YOUR ASSIGNMENT: After reading each line of the entries, give the number of lines that contain "contains" and nothing else.

INPUT FOR THIS TASK:
Start of Block

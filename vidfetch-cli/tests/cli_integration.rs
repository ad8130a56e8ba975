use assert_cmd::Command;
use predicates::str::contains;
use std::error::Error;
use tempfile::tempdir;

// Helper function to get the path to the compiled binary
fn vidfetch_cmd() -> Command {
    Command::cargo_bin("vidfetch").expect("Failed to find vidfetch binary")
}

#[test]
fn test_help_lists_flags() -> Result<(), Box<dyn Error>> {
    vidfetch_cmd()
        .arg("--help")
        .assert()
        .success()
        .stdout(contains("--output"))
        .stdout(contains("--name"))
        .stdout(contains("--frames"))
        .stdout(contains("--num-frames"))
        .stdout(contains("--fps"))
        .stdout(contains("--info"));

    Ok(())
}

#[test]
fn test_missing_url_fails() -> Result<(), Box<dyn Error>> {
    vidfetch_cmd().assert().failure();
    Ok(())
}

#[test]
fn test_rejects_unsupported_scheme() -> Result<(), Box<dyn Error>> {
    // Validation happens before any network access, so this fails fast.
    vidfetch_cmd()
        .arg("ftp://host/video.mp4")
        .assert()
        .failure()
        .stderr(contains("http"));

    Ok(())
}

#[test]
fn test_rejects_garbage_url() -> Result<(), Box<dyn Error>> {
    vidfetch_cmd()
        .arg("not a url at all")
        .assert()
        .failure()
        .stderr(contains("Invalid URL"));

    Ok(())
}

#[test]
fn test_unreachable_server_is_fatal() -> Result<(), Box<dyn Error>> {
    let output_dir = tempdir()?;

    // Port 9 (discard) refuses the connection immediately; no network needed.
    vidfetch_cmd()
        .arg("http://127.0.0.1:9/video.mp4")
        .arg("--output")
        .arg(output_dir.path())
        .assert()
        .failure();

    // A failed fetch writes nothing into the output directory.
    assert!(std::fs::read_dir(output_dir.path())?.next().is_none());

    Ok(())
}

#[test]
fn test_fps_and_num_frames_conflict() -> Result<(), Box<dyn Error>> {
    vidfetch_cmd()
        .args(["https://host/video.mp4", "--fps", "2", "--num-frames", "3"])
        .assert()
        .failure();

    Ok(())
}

End of Block
Start of Block

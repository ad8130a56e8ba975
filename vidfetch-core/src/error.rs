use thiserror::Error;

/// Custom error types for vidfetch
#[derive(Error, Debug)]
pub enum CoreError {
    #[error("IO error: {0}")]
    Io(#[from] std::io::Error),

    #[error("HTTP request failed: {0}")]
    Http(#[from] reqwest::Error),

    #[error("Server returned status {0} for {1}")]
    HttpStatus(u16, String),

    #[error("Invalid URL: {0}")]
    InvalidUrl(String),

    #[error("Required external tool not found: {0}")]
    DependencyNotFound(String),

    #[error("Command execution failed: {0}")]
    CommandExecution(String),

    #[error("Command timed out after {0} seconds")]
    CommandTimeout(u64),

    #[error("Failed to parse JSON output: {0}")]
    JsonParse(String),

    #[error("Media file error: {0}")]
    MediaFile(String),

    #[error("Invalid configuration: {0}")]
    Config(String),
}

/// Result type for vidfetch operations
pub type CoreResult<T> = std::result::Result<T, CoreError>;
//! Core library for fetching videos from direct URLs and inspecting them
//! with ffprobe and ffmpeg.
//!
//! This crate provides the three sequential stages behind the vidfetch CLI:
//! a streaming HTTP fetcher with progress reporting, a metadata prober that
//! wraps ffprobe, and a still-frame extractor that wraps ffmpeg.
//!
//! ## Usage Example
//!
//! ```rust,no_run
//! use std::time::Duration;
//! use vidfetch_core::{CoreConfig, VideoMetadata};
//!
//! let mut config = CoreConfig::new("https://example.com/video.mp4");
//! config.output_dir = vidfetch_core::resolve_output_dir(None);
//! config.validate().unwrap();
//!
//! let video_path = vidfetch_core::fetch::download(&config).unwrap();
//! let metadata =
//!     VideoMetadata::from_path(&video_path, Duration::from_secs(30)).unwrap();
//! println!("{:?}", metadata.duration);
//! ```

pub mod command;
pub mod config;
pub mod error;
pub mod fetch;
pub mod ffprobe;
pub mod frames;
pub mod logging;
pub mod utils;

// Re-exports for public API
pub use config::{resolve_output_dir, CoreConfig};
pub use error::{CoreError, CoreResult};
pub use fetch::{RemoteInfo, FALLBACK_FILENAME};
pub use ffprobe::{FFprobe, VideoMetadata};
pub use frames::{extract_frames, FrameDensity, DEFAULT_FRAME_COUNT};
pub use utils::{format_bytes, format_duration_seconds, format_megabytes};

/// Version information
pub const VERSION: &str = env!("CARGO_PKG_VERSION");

End of Block

EXERCISE RESULT: 9